I'm building something which could uncharitably be described as "an open proxy providing attack amplification as a service", but which I'd rather describe as "a core part of tools like RSS feed readers": ask it to monitor a URL, and it'll check periodically to see if it has changed and tell you so. I'd like to make it a publicly available service so people can more easily build new tools for noticing when web pages change. What are some ways I can encourage good applications and discourage abuse?
@jamey Aside from the obvious "honour response codes" (and probably report those back to the requester?), I think a lot of the issues can be avoided by setting a reasonable minimum interval (5 minutes?) and making sure that you only make one request per URL even if many users of the service are asking for it to be monitored. That would essentially guarantee that you make at most one request per 5 minutes to a given URL.

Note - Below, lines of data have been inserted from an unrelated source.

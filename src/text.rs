use std::ops::Range;

use crate::color::Color;
use crate::math::BoundingBox;
use crate::mesh::TextureId;

/// Alignment of text lines inside the space available to them.
#[derive(Debug, Clone, Copy, PartialEq, Eq, Default)]
#[cfg_attr(feature = "serde", derive(serde::Serialize, serde::Deserialize))]
#[repr(u8)]
pub enum TextAlign {
    #[default]
    Start,
    Center,
    End,
}

impl TextAlign {
    /// Offset of content of length `used` inside `available`.
    #[inline]
    pub fn offset(self, available: f32, used: f32) -> f32 {
        match self {
            TextAlign::Start => 0.0,
            TextAlign::Center => (available - used) / 2.0,
            TextAlign::End => available - used,
        }
    }
}

/// Configuration settings for text elements.
#[derive(Debug, Clone, PartialEq)]
#[cfg_attr(feature = "serde", derive(serde::Serialize, serde::Deserialize))]
pub struct TextConfig {
    /// The color of the text.
    pub color: Color,
    /// Fonts are not managed here. The caller assigns a unique id to each font
    /// and resolves it in its [`TextMeasurer`] and [`GlyphAtlas`].
    pub font_id: u16,
    /// The font size of the text.
    pub font_size: f32,
    /// The height of each line of text. `0.0` uses the font size.
    pub line_height: f32,
    /// Alignment of lines against each other, and of the text inside a wider element.
    pub horizontal_align: TextAlign,
    /// Alignment of the text inside a taller element.
    pub vertical_align: TextAlign,
    /// Wraps on whitespace and new lines when set; one line otherwise.
    pub multiline: bool,
}

impl TextConfig {
    pub fn new() -> Self {
        Self::default()
    }

    /// Sets the text color.
    #[inline]
    pub fn color(&mut self, color: impl Into<Color>) -> &mut Self {
        self.color = color.into();
        self
    }

    /// Sets the font ID. The user is responsible for assigning unique font IDs.
    #[inline]
    pub fn font_id(&mut self, id: u16) -> &mut Self {
        self.font_id = id;
        self
    }

    /// Sets the font size.
    #[inline]
    pub fn font_size(&mut self, size: f32) -> &mut Self {
        self.font_size = size;
        self
    }

    /// Sets the line height.
    #[inline]
    pub fn line_height(&mut self, height: f32) -> &mut Self {
        self.line_height = height;
        self
    }

    #[inline]
    pub fn horizontal_align(&mut self, align: TextAlign) -> &mut Self {
        self.horizontal_align = align;
        self
    }

    #[inline]
    pub fn vertical_align(&mut self, align: TextAlign) -> &mut Self {
        self.vertical_align = align;
        self
    }

    #[inline]
    pub fn multiline(&mut self, multiline: bool) -> &mut Self {
        self.multiline = multiline;
        self
    }

    #[inline]
    pub fn end(&self) -> Self {
        self.clone()
    }

    /// Line height in pixels, falling back to the font size.
    pub fn effective_line_height(&self) -> f32 {
        if self.line_height > 0.0 {
            self.line_height
        } else {
            self.font_size
        }
    }
}

impl Default for TextConfig {
    fn default() -> Self {
        Self {
            color: Color::BLACK,
            font_id: 0,
            font_size: 16.0,
            line_height: 0.0,
            horizontal_align: TextAlign::Start,
            vertical_align: TextAlign::Center,
            multiline: false,
        }
    }
}

/// One laid out line of text.
#[derive(Debug, Clone, PartialEq, Default)]
pub struct TextLine {
    /// Relative to the top-left corner of the text block.
    pub bounds: BoundingBox,
    /// Byte range of the line in the source text.
    pub range: Range<usize>,
    /// Pen position after each character of the line, relative to `bounds.x`.
    pub char_offsets: Vec<f32>,
}

impl TextLine {
    /// Pen position before the character at `index`.
    pub fn char_start(&self, index: usize) -> f32 {
        match index {
            0 => 0.0,
            i => self.char_offsets.get(i - 1).copied().unwrap_or(self.bounds.width),
        }
    }
}

#[derive(Debug, Clone, PartialEq, Default)]
pub struct TextLayout {
    pub lines: Vec<TextLine>,
    pub width: f32,
    pub height: f32,
}

/// Measures and breaks text into lines.
///
/// The layout engine treats the result as the intrinsic size of a text element.
pub trait TextMeasurer {
    fn layout_text(&self, text: &str, config: &TextConfig, max_width: f32) -> TextLayout;
}

/// One glyph of a font atlas.
#[derive(Debug, Clone, Copy, PartialEq)]
pub struct Glyph {
    /// Quad relative to the pen position at the top of the line.
    pub bounds: BoundingBox,
    /// Region of the atlas texture, normalized to `0.0..=1.0`.
    pub uv: BoundingBox,
}

/// Source of glyph quads for text rendering.
pub trait GlyphAtlas {
    /// Texture holding the glyphs of `font_id`.
    fn texture(&self, font_id: u16) -> TextureId;
    /// `None` for characters without a visible glyph.
    fn glyph(&self, font_id: u16, font_size: f32, ch: char) -> Option<Glyph>;
}

/// Measures every character with the same advance, a fixed share of the font size.
#[derive(Debug, Clone, Copy, PartialEq)]
pub struct MonospaceMeasurer {
    pub advance_ratio: f32,
}

impl MonospaceMeasurer {
    pub fn new(advance_ratio: f32) -> Self {
        Self { advance_ratio }
    }

    fn wrap_paragraph(
        text: &str,
        paragraph: Range<usize>,
        advance: f32,
        max_width: f32,
        lines: &mut Vec<Range<usize>>,
    ) {
        let mut line: Option<Range<usize>> = None;
        let mut word_start = paragraph.start;
        for word in text[paragraph.clone()].split(' ') {
            let start = word_start;
            let end = start + word.len();
            word_start = end + 1;
            if word.is_empty() {
                continue;
            }
            line = Some(match line {
                None => start..end,
                Some(current) => {
                    let width = text[current.start..end].chars().count() as f32 * advance;
                    if width > max_width {
                        lines.push(current);
                        start..end
                    } else {
                        current.start..end
                    }
                }
            });
        }
        lines.push(line.unwrap_or(paragraph.start..paragraph.start));
    }
}

impl Default for MonospaceMeasurer {
    fn default() -> Self {
        Self::new(0.6)
    }
}

impl TextMeasurer for MonospaceMeasurer {
    fn layout_text(&self, text: &str, config: &TextConfig, max_width: f32) -> TextLayout {
        let advance = config.font_size * self.advance_ratio;
        let line_height = config.effective_line_height();

        let mut ranges = Vec::new();
        if config.multiline {
            let mut start = 0;
            for paragraph in text.split('\n') {
                let end = start + paragraph.len();
                Self::wrap_paragraph(text, start..end, advance, max_width, &mut ranges);
                start = end + 1;
            }
        } else {
            ranges.push(0..text.len());
        }

        let mut lines: Vec<TextLine> = ranges
            .into_iter()
            .enumerate()
            .map(|(index, range)| {
                let count = text[range.clone()].chars().count();
                let char_offsets: Vec<f32> = (1..=count).map(|i| i as f32 * advance).collect();
                TextLine {
                    bounds: BoundingBox::new(0.0, index as f32 * line_height, count as f32 * advance, line_height),
                    range,
                    char_offsets,
                }
            })
            .collect();

        let width = lines.iter().map(|l| l.bounds.width).fold(0.0, f32::max);
        for line in &mut lines {
            line.bounds.x = config.horizontal_align.offset(width, line.bounds.width);
        }

        TextLayout {
            height: lines.len() as f32 * line_height,
            width,
            lines,
        }
    }
}

#[cfg(test)]
mod tests {
    use super::*;

    fn config(multiline: bool) -> TextConfig {
        TextConfig::new().font_size(10.0).multiline(multiline).end()
    }

    #[test]
    fn single_line_ignores_width() {
        let layout = MonospaceMeasurer::new(1.0).layout_text("hello world", &config(false), 20.0);
        assert_eq!(layout.lines.len(), 1);
        assert_eq!(layout.width, 110.0);
        assert_eq!(layout.height, 10.0);
    }

    #[test]
    fn wraps_on_words() {
        let text = "aaa bbb cc";
        let layout = MonospaceMeasurer::new(1.0).layout_text(text, &config(true), 75.0);
        let lines: Vec<&str> = layout.lines.iter().map(|l| &text[l.range.clone()]).collect();
        assert_eq!(lines, vec!["aaa bbb", "cc"]);
        assert_eq!(layout.width, 70.0);
        assert_eq!(layout.height, 20.0);
        assert_eq!(layout.lines[1].bounds.y, 10.0);
    }

    #[test]
    fn breaks_on_newlines_and_keeps_empty_lines() {
        let text = "ab\n\ncd";
        let layout = MonospaceMeasurer::new(1.0).layout_text(text, &config(true), f32::INFINITY);
        assert_eq!(layout.lines.len(), 3);
        assert!(layout.lines[1].range.is_empty());
        assert_eq!(&text[layout.lines[2].range.clone()], "cd");
    }

    #[test]
    fn char_offsets_accumulate() {
        let layout = MonospaceMeasurer::new(0.5).layout_text("abc", &config(false), f32::INFINITY);
        let line = &layout.lines[0];
        assert_eq!(line.char_offsets, vec![5.0, 10.0, 15.0]);
        assert_eq!(line.char_start(0), 0.0);
        assert_eq!(line.char_start(2), 10.0);
    }

    #[test]
    fn lines_align_within_block() {
        let mut config = config(true);
        config.horizontal_align(TextAlign::End);
        let layout = MonospaceMeasurer::new(1.0).layout_text("abcd\nab", &config, f32::INFINITY);
        assert_eq!(layout.lines[0].bounds.x, 0.0);
        assert_eq!(layout.lines[1].bounds.x, 20.0);
    }

    #[test]
    fn line_height_falls_back_to_font_size() {
        let mut config = TextConfig::default();
        assert_eq!(config.effective_line_height(), 16.0);
        config.line_height(20.0);
        assert_eq!(config.effective_line_height(), 20.0);
    }
}
//! Worker configuration.

use std::time::Duration;

/// Simulated duration of each mock analysis phase.
#[derive(Debug, Clone, Copy, PartialEq, Eq)]
pub struct PhaseDelays {
    pub extract_audio: Duration,
    pub transcribe: Duration,
    pub analyze_sentiment: Duration,
}

impl PhaseDelays {
    /// Same delay for every phase.
    pub fn uniform(delay: Duration) -> Self {
        Self {
            extract_audio: delay,
            transcribe: delay,
            analyze_sentiment: delay,
        }
    }

    /// No delays at all (tests).
    pub fn none() -> Self {
        Self::uniform(Duration::ZERO)
    }
}

impl Default for PhaseDelays {
    fn default() -> Self {
        Self {
            extract_audio: Duration::from_secs(2),
            transcribe: Duration::from_secs(3),
            analyze_sentiment: Duration::from_secs(2),
        }
    }
}

/// Worker configuration.
#[derive(Debug, Clone)]
pub struct WorkerConfig {
    /// Maximum concurrently running jobs; others wait in `Received`
    pub max_concurrent_jobs: usize,
    /// Job timeout
    pub job_timeout: Duration,
    /// Graceful shutdown timeout
    pub shutdown_timeout: Duration,
    /// Mock workload phase delays
    pub phase_delays: PhaseDelays,
}

impl Default for WorkerConfig {
    fn default() -> Self {
        Self {
            max_concurrent_jobs: 4,
            job_timeout: Duration::from_secs(600), // 10 minutes
            shutdown_timeout: Duration::from_secs(30),
            phase_delays: PhaseDelays::default(),
        }
    }
}

impl WorkerConfig {
    /// Create config from environment variables.
    pub fn from_env() -> Self {
        let defaults = Self::default();
        Self {
            max_concurrent_jobs: std::env::var("WORKER_MAX_JOBS")
                .ok()
                .and_then(|s| s.parse().ok())
                .filter(|n: &usize| *n > 0)
                .unwrap_or(defaults.max_concurrent_jobs),
            job_timeout: Duration::from_secs(
                std::env::var("WORKER_JOB_TIMEOUT")
                    .ok()
                    .and_then(|s| s.parse().ok())
                    .unwrap_or(600),
            ),
            shutdown_timeout: Duration::from_secs(
                std::env::var("WORKER_SHUTDOWN_TIMEOUT")
                    .ok()
                    .and_then(|s| s.parse().ok())
                    .unwrap_or(30),
            ),
            // A single override applies to every phase.
            phase_delays: std::env::var("WORKER_PHASE_DELAY_MS")
                .ok()
                .and_then(|s| s.parse().ok())
                .map(|ms| PhaseDelays::uniform(Duration::from_millis(ms)))
                .unwrap_or_default(),
        }
    }

    /// Config for tests: no phase delays, short timeouts.
    pub fn for_tests() -> Self {
        Self {
            max_concurrent_jobs: 4,
            job_timeout: Duration::from_secs(10),
            shutdown_timeout: Duration::from_secs(5),
            phase_delays: PhaseDelays::none(),
        }
    }
}

#[cfg(test)]
mod tests {
    use super::*;

    #[test]
    fn test_default_phase_delays() {
        let delays = PhaseDelays::default();
        assert_eq!(delays.extract_audio, Duration::from_secs(2));
        assert_eq!(delays.transcribe, Duration::from_secs(3));
        assert_eq!(delays.analyze_sentiment, Duration::from_secs(2));
    }

    #[test]
    fn test_uniform_delays() {
        let delays = PhaseDelays::uniform(Duration::from_millis(5));
        assert_eq!(delays.transcribe, Duration::from_millis(5));
        assert_eq!(PhaseDelays::none().extract_audio, Duration::ZERO);
    }
}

An addition could be to disallow or automatically delay monitoring of URLs that respond slowly, to account for the *really* intensive processes (eg. tarball generation) where even every 5 minutes would be too much.
@joepie91 Yes, good suggestions! So far I've set a ten minute minimum—we'll see if that's too short or too long—and I do only monitor any given URL once. I think I also need to limit the rate of requests within a single domain, even if they're for different URLs. I'll have to think more about using response time as a hint, that's an interesting point I hadn't really considered!